計算であれば、そろばんという道具がありました。
それがいつしか、電卓になり、携帯電話になり・・・
今では、パソコンやスマホのアプリ、Google検索でも出来てしまいます。
漢字であれば、辞書から電子辞書へ。
そして、電卓同様にスマホが最も身近な道具なのかもしれません。
時代の変化とともに、便利な道具が生み出され、さらにそれを超える物が発明され・・・
今や、AIと呼ばれる人工知能の開発競争が時代をリードしているのは紛れもない事実です。
AIの活躍できる場面は業種を選びません。
今日の天気は?お気に入りの曲をかけて!とつぶやけば、天気を教えてくれるし、音楽も流れます。
美容室を予約しておいて!とお願いすれば、コンシェルジュに頼むかのごとく、日程の交渉から予約まで出来るようになるとか?
知らない言語を習得することなく、海外の人間と会話をすることも出来る翻訳ツールも登場しています。
金融業界では、ロボアドバイザーなどを利用すれば、勝手に自分の思考に合った投資を行ってくれます。
実際、医療現場でも、AIによるがん遺伝子解析、医療・健康情報の解析、手術室や病床マネジメント等が行われ始めているそうです。
ですが、個人的には、紙とペンという発明こそ、世紀の大発明であると思っています。
紙の起源は、1986年に中国甘粛省天水市で発見された「放馬灘紙(ほうばだんし)」とされています。時代で言うと紀元前150年。それ以前からも、古代エジプトでは、paperという英単語の語源にもなったとされるパピルスを使用していたり、西アジアでは羊の皮などを利用していたとも言われています。
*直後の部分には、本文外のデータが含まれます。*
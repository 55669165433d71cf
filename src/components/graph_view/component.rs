use std::cell::RefCell;
use std::rc::Rc;

use leptos::prelude::*;
use wasm_bindgen::prelude::*;
use web_sys::{CanvasRenderingContext2d, HtmlCanvasElement, MouseEvent, WheelEvent, Window};

use super::render;
use super::state::{CLICK_TOLERANCE, CanvasState};
use crate::graph::{ClickEvent, NodeSelection, ViewerSession};

fn window_size(window: &Window) -> (f64, f64) {
	(
		window
			.inner_width()
			.ok()
			.and_then(|v| v.as_f64())
			.unwrap_or(800.0),
		window
			.inner_height()
			.ok()
			.and_then(|v| v.as_f64())
			.unwrap_or(600.0),
	)
}

fn pointer_position(canvas_ref: NodeRef<leptos::html::Canvas>, ev: &MouseEvent) -> Option<(f64, f64)> {
	let canvas: HtmlCanvasElement = canvas_ref.get()?.into();
	let rect = canvas.get_bounding_client_rect();
	Some((
		ev.client_x() as f64 - rect.left(),
		ev.client_y() as f64 - rect.top(),
	))
}

#[component]
pub fn GraphView(
	session: RwSignal<Option<ViewerSession>>,
	selection: RwSignal<Option<NodeSelection>>,
	#[prop(default = false)] fullscreen: bool,
	#[prop(default = None)] width: Option<f64>,
	#[prop(default = None)] height: Option<f64>,
) -> impl IntoView {
	let canvas_ref = NodeRef::<leptos::html::Canvas>::new();
	let state: Rc<RefCell<Option<CanvasState>>> = Rc::new(RefCell::new(None));
	let animate: Rc<RefCell<Option<Closure<dyn FnMut()>>>> = Rc::new(RefCell::new(None));
	let resize_cb: Rc<RefCell<Option<Closure<dyn FnMut()>>>> = Rc::new(RefCell::new(None));
	let (state_init, animate_init, resize_cb_init) =
		(state.clone(), animate.clone(), resize_cb.clone());

	Effect::new(move |_| {
		let Some(canvas) = canvas_ref.get() else {
			return;
		};
		let canvas: HtmlCanvasElement = canvas.into();
		let Some(window) = web_sys::window() else {
			return;
		};

		let (w, h) = if fullscreen {
			window_size(&window)
		} else {
			(
				width.unwrap_or_else(|| {
					canvas
						.parent_element()
						.map(|p| p.client_width() as f64)
						.unwrap_or(800.0)
				}),
				height.unwrap_or_else(|| {
					canvas
						.parent_element()
						.map(|p| p.client_height() as f64)
						.unwrap_or(600.0)
				}),
			)
		};
		canvas.set_width(w as u32);
		canvas.set_height(h as u32);

		let ctx: CanvasRenderingContext2d = match canvas.get_context("2d") {
			Ok(Some(ctx)) => match ctx.dyn_into() {
				Ok(ctx) => ctx,
				Err(_) => return,
			},
			_ => {
				log::error!("canvas has no 2d context");
				return;
			}
		};
		let Some(initial) = session
			.try_with_untracked(|s| s.as_ref().map(|s| CanvasState::new(s, w, h)))
			.flatten()
		else {
			return;
		};
		*state_init.borrow_mut() = Some(initial);

		if fullscreen {
			let (state_resize, canvas_resize) = (state_init.clone(), canvas.clone());
			*resize_cb_init.borrow_mut() = Some(Closure::new(move || {
				let Some(win) = web_sys::window() else {
					return;
				};
				let (nw, nh) = window_size(&win);
				canvas_resize.set_width(nw as u32);
				canvas_resize.set_height(nh as u32);
				if let Some(ref mut s) = *state_resize.borrow_mut() {
					s.resize(nw, nh);
				}
			}));
			if let Some(ref cb) = *resize_cb_init.borrow() {
				let _ =
					window.add_event_listener_with_callback("resize", cb.as_ref().unchecked_ref());
			}
		}

		let (state_anim, animate_inner) = (state_init.clone(), animate_init.clone());
		*animate_init.borrow_mut() = Some(Closure::new(move || {
			if let Some(ref mut s) = *state_anim.borrow_mut() {
				s.tick(0.016);
				s.sync_positions();
				session.try_with_untracked(|sess| {
					if let Some(sess) = sess {
						s.sync_sizes(sess);
						render::render(s, sess, &ctx);
					}
				});
			}
			if let (Some(cb), Some(win)) = (&*animate_inner.borrow(), web_sys::window()) {
				let _ = win.request_animation_frame(cb.as_ref().unchecked_ref());
			}
		}));
		if let Some(ref cb) = *animate_init.borrow() {
			let _ = window.request_animation_frame(cb.as_ref().unchecked_ref());
		}
	});

	let state_md = state.clone();
	let on_mousedown = move |ev: MouseEvent| {
		let Some((x, y)) = pointer_position(canvas_ref, &ev) else {
			return;
		};
		if let Some(ref mut s) = *state_md.borrow_mut() {
			s.pointer.down = true;
			s.pointer.moved = false;
			s.pointer.start_x = x;
			s.pointer.start_y = y;
			if let Some(node) = s.node_at_position(x, y) {
				let (nx, ny) = s.positions[node];
				s.drag.active = true;
				s.drag.node = Some(node);
				s.drag.start_x = x;
				s.drag.start_y = y;
				s.drag.node_start_x = nx as f32;
				s.drag.node_start_y = ny as f32;
			} else {
				s.pan.active = true;
				s.pan.start_x = x;
				s.pan.start_y = y;
				s.pan.transform_start_x = s.transform.x;
				s.pan.transform_start_y = s.transform.y;
			}
		}
	};

	let state_mm = state.clone();
	let on_mousemove = move |ev: MouseEvent| {
		let Some((x, y)) = pointer_position(canvas_ref, &ev) else {
			return;
		};
		if let Some(ref mut s) = *state_mm.borrow_mut() {
			if s.pointer.down
				&& ((x - s.pointer.start_x).abs() > CLICK_TOLERANCE
					|| (y - s.pointer.start_y).abs() > CLICK_TOLERANCE)
			{
				s.pointer.moved = true;
			}
			if !s.drag.active {
				s.hover = s.node_at_position(x, y);
			}

			if s.drag.active && s.pointer.moved {
				if let Some(node) = s.drag.node {
					let (dx, dy) = (
						(x - s.drag.start_x) / s.transform.k,
						(y - s.drag.start_y) / s.transform.k,
					);
					let (nx, ny) = (
						s.drag.node_start_x + dx as f32,
						s.drag.node_start_y + dy as f32,
					);
					s.move_node(node, nx, ny);
				}
			} else if s.pan.active {
				s.transform.x = s.pan.transform_start_x + (x - s.pan.start_x);
				s.transform.y = s.pan.transform_start_y + (y - s.pan.start_y);
			}
		}
	};

	let state_mu = state.clone();
	let on_mouseup = move |ev: MouseEvent| {
		let click = {
			let mut guard = state_mu.borrow_mut();
			let Some(ref mut s) = *guard else {
				return;
			};
			let click = if s.pointer.down && !s.pointer.moved {
				pointer_position(canvas_ref, &ev).map(|(x, y)| s.node_at_position(x, y))
			} else {
				None
			};
			s.pointer.down = false;
			s.drag.active = false;
			s.drag.node = None;
			s.pan.active = false;
			click
		};
		let Some(hit) = click else {
			return;
		};
		let event = match hit {
			Some(pos) => session
				.try_with_untracked(|sess| {
					sess.as_ref()
						.and_then(|sess| sess.graph().nodes().get(pos))
						.map(|node| ClickEvent::Node(node.id.clone()))
				})
				.flatten(),
			None => Some(ClickEvent::Stage),
		};
		let Some(event) = event else {
			return;
		};
		let is_node = matches!(event, ClickEvent::Node(_));
		let picked = session
			.try_update(|sess| sess.as_mut().and_then(|sess| sess.handle_click(event)))
			.flatten();
		if is_node {
			selection.set(picked);
		}
	};

	let state_ml = state.clone();
	let on_mouseleave = move |_: MouseEvent| {
		if let Some(ref mut s) = *state_ml.borrow_mut() {
			s.pointer.down = false;
			s.drag.active = false;
			s.drag.node = None;
			s.pan.active = false;
			s.hover = None;
		}
	};

	let state_wh = state.clone();
	let on_wheel = move |ev: WheelEvent| {
		ev.prevent_default();
		let Some((x, y)) = pointer_position(canvas_ref, &ev) else {
			return;
		};
		if let Some(ref mut s) = *state_wh.borrow_mut() {
			let factor = if ev.delta_y() > 0.0 { 0.9 } else { 1.1 };
			s.zoom_at(x, y, factor);
		}
	};

	let (state_in, state_out, state_reset) = (state.clone(), state.clone(), state.clone());
	let zoom_in = move |_: MouseEvent| {
		if let Some(ref mut s) = *state_in.borrow_mut() {
			s.zoom_centered(2.0);
		}
	};
	let zoom_out = move |_: MouseEvent| {
		if let Some(ref mut s) = *state_out.borrow_mut() {
			s.zoom_centered(1.0 / 1.5);
		}
	};
	let zoom_reset = move |_: MouseEvent| {
		if let Some(ref mut s) = *state_reset.borrow_mut() {
			s.reset_view();
		}
	};

	view! {
		<canvas
			node_ref=canvas_ref
			class="graph-canvas"
			on:mousedown=on_mousedown
			on:mousemove=on_mousemove
			on:mouseup=on_mouseup
			on:mouseleave=on_mouseleave
			on:wheel=on_wheel
			style="display: block; cursor: grab;"
		/>
		<div class="zoom-controls">
			<button id="zoom_in" title="Zoom in" on:click=zoom_in>"+"</button>
			<button id="zoom_out" title="Zoom out" on:click=zoom_out>"−"</button>
			<button id="zoom_reset" title="Reset zoom" on:click=zoom_reset>"⟲"</button>
		</div>
	}
}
電子ペーパーや、タブレット端末で紙と同様のことや、それ以上のことは出来ます。
ですが、紙に取って代わることは出来ていません。
2000年以上もの間、完全に代替する物がない大発明です。
道具における生きる化石、と言ってもいいのではないでしょうか。
紙とAI。
どちらもすごい発明であることは間違いありません。
しかし、紙が普及したことと、AIが普及することでもたらされるメリットには、大きく異なる点があると思います。
膨大な時間が必要なものを一瞬で。
ミスの許されないような正確な処理を、確実に。
AIは、人間が楽に生活を送ることを可能にする魔法のような道具であるかのようです。
人間に勝てる余地はないでしょう。
ですが、AIは創造することが苦手です。
最近は、歌詞をつくったり、デザインをしたりするAIの研究も進んでいるようですが、全く新しいものを生み出すというよりは、すでに存在する情報やデータの組み合わせにすぎないと感じます。
紙が発明されたことで、ヒトは思考を形にする手段を手にしました。
ある種、そのせいで煩わしい作業が増えたのかもしれません。
ですが、自分の思考を整理・保存・発展・伝達させることができるようになりました。
思考の積み重ねは、新たな発見を生み出すことにもつながります。つまり、紙は創造につながるのです。
こんな風に考えると、AIと紙がもたらす果実は、対極的なものなのかもしれません。
AIが当たり前になる世の中では、AIが人間から仕事を奪い、失業者が増えるのでは?という予測もあります。
こうした予測は、実際に現実として起こりうる問題かと思います。
ですが、個人的には、AIと人間による仕事の棲み分けこそが、今後の社会のテーマになってくると思っています。
膨大の情報解析が必要な作業や、複雑な処理などの効率化はAIに任せる。
一方、新しい価値を提供するものや仕組みの創造には、人間本来の力をもって取り組むというような形です。
こうした棲み分けが進んでいくことで、人間には、新たな価値を創造するための深い思考力が求められることでしょう。
実際、その力を養うために、2020年度からは小学校でのプログラミング教育が必修化となるようです。
7/21発売の東洋経済でも、大々的にプログラミング教育を取り扱っています。
中学受験での勉強も、そんな思考力を養うことに大きく寄与するはずです。
紙と鉛筆を使って、試行錯誤することこそ、これからの社会を生き抜く武器になるのかもしれません。